As companies around the world are combating the spread of COVID-19 by encouraging their workers to work from home, it can be a challenge for teams who are not accustomed to working remotely to feel connected with each other. Despite the changes, there are ways to ensure that your team remains engaged while out of the office. Here are a few tips:
Invest in employees’ digital skills
Your team members may not be accustomed to using communication software such as Zoom or Skype, or using file sharing tools such as Google Drive and Dropbox. As such, they may have a difficult time adjusting from face-to-face communication to relying on virtual tools. So, offer your team access to resources that improve their digital skills. Beyond tutorials on YouTube, you can them up for more in-depth online courses, or even request a representative from the software company to give an overview of the tool to your team.
Regularly check in
Especially with those who are not accustomed to working independently or remotely, managers should check in regularly to replicate the ease of turning to a coworker to ask for clarification or receive a quick updated. This gives teams the opportunity to track each other’s progress and ask questions that may arise.
Use video conferencing
While it may require less bandwidth and effort to speak over email, text, messaging services, or even phone, video remains the most effective way to replicate the face to face interaction that is an invaluable part of working with a team. Especially during important meetings, emphasize the importance of using the front-facing camera.
Break the ice
Gathering a large team over video conference can be intimidating for those who are no accustomed to seeing their face a screen. Encourage every individual on the team to speak at the beginning of the call by using an icebreaker. This should be a simple, non-work-related question that everyone has to answer, such as what their favorite food is, or where their dream vacation is. The point is for the team to get comfortable speaking on camera, while also getting to know each other more.
Have a moderator
One of the challenges of being a large group on a video conference call is making sure everyone is heard. When there is a moderator, balancing the conversation becomes easier. This person makes sure that people who are taking over the conversation are reined in, while those who are hesitant to speak can have an opportunity to be acknowledged.
Provide virtual team-building experiences
Being physically apart from each other shouldn’t hinder your team from staying connected. When employees are able to engage with each other beyond their day-to-day tasks, they are better able to work as a team. Make sure your employees continue strengthening their bonds by initiating virtual team-building experiences. On Visit.org, you can sign up for activities such as gathering together for a virtual talk and Q&A from an inspiration speaker, or coming together on a video conference call to make cards and write letters for troops and first responders.
Offer remote volunteering activities
Whether they’re in the office or working remotely, employees feel more of a sense of purpose at work, therefore becoming more loyal to their company, when they are able to impact their community and the world at large for good. Provide your employees with volunteering activities that benefit causes they care about. Visit.org offers opportunities for employees to: be mentors to students interested in a particular career path, virtually assist people with blindness or low vision through a phone app, use their language skills to act as a translator for a nonprofit organization, and much more.
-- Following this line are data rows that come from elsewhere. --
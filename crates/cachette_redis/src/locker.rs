// Copyright (c) Microsoft Corporation.
// Licensed under the MIT License.

//! Token-checked Redis locks.

use std::fmt;
use std::time::Duration;

use cachette::{Error, Locker, Result};
use redis::aio::ConnectionLike;
use uuid::Uuid;

use crate::reply::px_millis;

/// Deletes the lock only while it still holds the caller's token.
const RELEASE_SCRIPT: &str = r#"
if redis.call("GET", KEYS[1]) == ARGV[1] then
    return redis.call("DEL", KEYS[1])
else
    return 0
end
"#;

/// Lock handle returned by [`RedisStore::lock`](crate::RedisStore).
///
/// Acquisition is a single `SET NX PX` with a fresh random token. Release
/// deletes the lock only if it still carries that token, so a holder whose
/// ttl ran out cannot release a lock that someone else has since taken.
///
/// Dropping a `try_run` future while the critical section runs leaves the
/// lock in place until its ttl elapses.
#[derive(Clone)]
pub struct RedisLocker<C> {
    connection: C,
    name: String,
    key: String,
    ttl: Duration,
}

impl<C> fmt::Debug for RedisLocker<C> {
    fn fmt(&self, f: &mut fmt::Formatter<'_>) -> fmt::Result {
        f.debug_struct("RedisLocker")
            .field("name", &self.name)
            .field("ttl", &self.ttl)
            .finish_non_exhaustive()
    }
}

impl<C> RedisLocker<C>
where
    C: ConnectionLike + Clone + Send + Sync,
{
    pub(crate) fn new(connection: C, name: String, key: &str, ttl: Duration) -> Self {
        Self {
            connection,
            name,
            key: key.to_owned(),
            ttl,
        }
    }

    async fn acquire(&self, token: &str) -> Result<bool> {
        let mut command = redis::cmd("SET");
        command.arg(&self.name).arg(token).arg("NX");
        if let Some(millis) = px_millis(self.ttl) {
            command.arg("PX").arg(millis);
        }

        let reply: Option<String> = command
            .query_async(&mut self.connection.clone())
            .await
            .map_err(|error| Error::backend("SET NX", &self.key, error))?;
        Ok(reply.is_some())
    }

    async fn release(&self, token: &str) {
        let released: redis::RedisResult<u64> = redis::cmd("EVAL")
            .arg(RELEASE_SCRIPT)
            .arg(1)
            .arg(&self.name)
            .arg(token)
            .query_async(&mut self.connection.clone())
            .await;

        match released {
            Ok(1) => {}
            Ok(_) => tracing::warn!(key = %self.key, "lock expired before release"),
            Err(error) => tracing::warn!(key = %self.key, error = %error, "failed to release lock"),
        }
    }
}

impl<C> Locker for RedisLocker<C>
where
    C: ConnectionLike + Clone + Send + Sync,
{
    async fn try_run<F, Fut, T>(&self, f: F) -> Result<T>
    where
        F: FnOnce() -> Fut + Send,
        Fut: Future<Output = T> + Send,
        T: Send,
    {
        let token = Uuid::new_v4().to_string();
        if !self.acquire(&token).await? {
            return Err(Error::locked(&self.key));
        }

        let output = f().await;
        self.release(&token).await;
        Ok(output)
    }
}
Host a virtual coffee chat or happy hour
Take a break in the middle of the day or “meet up” after work for a coffee chat or happy hour. These meetings allow for your team to have a conversation with each other about their lives beyond work. This bonding time can be casual, with no agenda other than everyone bringing their own drink, or it can be more structured, such as pairing this hour with a group volunteering or team-building experience.
Create opportunities for feedback
Because this may be a new way of working for everyone on the team, managers should be open to receiving feedback. This will make it easier to understand what the team needs, and how to improve communication among everyone. Create opportunities for people to give feedback by sending out surveys, providing a site where they can leave anonymous suggestions, or by reminding the team that they can approach you with their concerns at any time.